Sejarah Al-Irsyad Al-Islamiyah dan Perannya dalam Pengembangan Pendidikan Islam

 


Oleh: Muhammad Dini Syauqi Al Madani

Sejarah Perkembangan Al-Irsyad Al-Islamiyah

Organisasi Al-Irsyad al-Islamiyah berdiri pada tahun berdiri pada 6 September 1914 (15 Syawwal 1332 H), yang mana tanggal ini mengacu pada pendirian Madrasah Al-Irsyad Al-Islamiyyah yang pertama, di Jakarta.  Pengakuan hukumnya sendiri baru dikeluarkan pemerintah Kolonial Belanda pada 11 Agustus 1915. Ormas Islam ini anggotanya merupakan perpaduan antara keturunan arab dan orang Indonesia asli diantaranya para pedagang dan ulama keturunan Arab, seperti Syekh Ahmad Sorkati.
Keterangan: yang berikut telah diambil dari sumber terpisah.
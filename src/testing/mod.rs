//! Testing utilities and mock implementations
//!
//! Scripted collaborators for exercising the chain, the solvers and the HTTP
//! surface without a browser, a grading server or a language model.
//!
//! ```
//! use quizchain::chain::Verdict;
//! use quizchain::protocol::SubmissionPayload;
//! use quizchain::submit::SubmissionClient;
//! use quizchain::testing::MockSubmissionClient;
//!
//! # tokio_test::block_on(async {
//! let client = MockSubmissionClient::always(Verdict::correct());
//! let payload = SubmissionPayload {
//!     email: "student@example.com".into(),
//!     secret: "s3cret".into(),
//!     url: "https://quiz.example.com/q1".into(),
//!     answer: "42".into(),
//! };
//!
//! let verdict = client.submit("https://quiz.example.com/submit", &payload).await;
//! assert!(verdict.is_correct);
//! assert_eq!(client.answers(), vec!["42".to_string()]);
//! # });
//! ```

pub mod mocks;

pub use mocks::*;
Pada saat kehadiran tokoh Syeikh Ahmad Surkati Al-Anshori ke Indonesia, bangsa ini masih dalam kondisi di jajah oleh Belanda. Bahkan salah satu misinya untuk mendidik masyarakat Indonesia yang model keagamaan islamnya dinilai oleh sebagian orang bercampur baur dengan ajaran Hindu-Budha. Di tambah sebagian kaum muslim yang mengikuti tarekat yang juga dinilai menjadi penyebab kemunduran Islam di belahan dunia.

Tokoh sentral pendirian Al-Irsyad adalah Syeikh Ahmad Bin Muhammad Assoorkaty Al-Anshary, seorang ulama besar Mekkah yang berasal dari Sudan. Pada mulanya Syekh Surkati datang ke Indonesia atas permintaan perkumpulan Jamiat Khair yang mayoritas anggota pengurusnya terdiri dari orang-orang Indonesia keturunan Arab golongan sayyid, dan berdiri pada 1905.

Islam Al-Irsyad Al-Islamiyyah merupakan organisasi Islam Indonesia yang memiliki perhatian cukup besar terhadap kondisi umat Islam Indonesia. perhatiannya bukan hanya pada masalah social, pendidikan, dan politik, namun ormas ini juga memiliki perhatian kepada dunia kesehatan. Syarat keanggotaannya, seperti tercantum dalam Anggaran Dasar Al-Irsyad adalah: “Warga negara Republik Indonesia yang beragama Islam yang sudah dewasa.” Jadi tidak benar anggapan bahwa Al-Irsyad merupakan organisasi warga keturunan Arab.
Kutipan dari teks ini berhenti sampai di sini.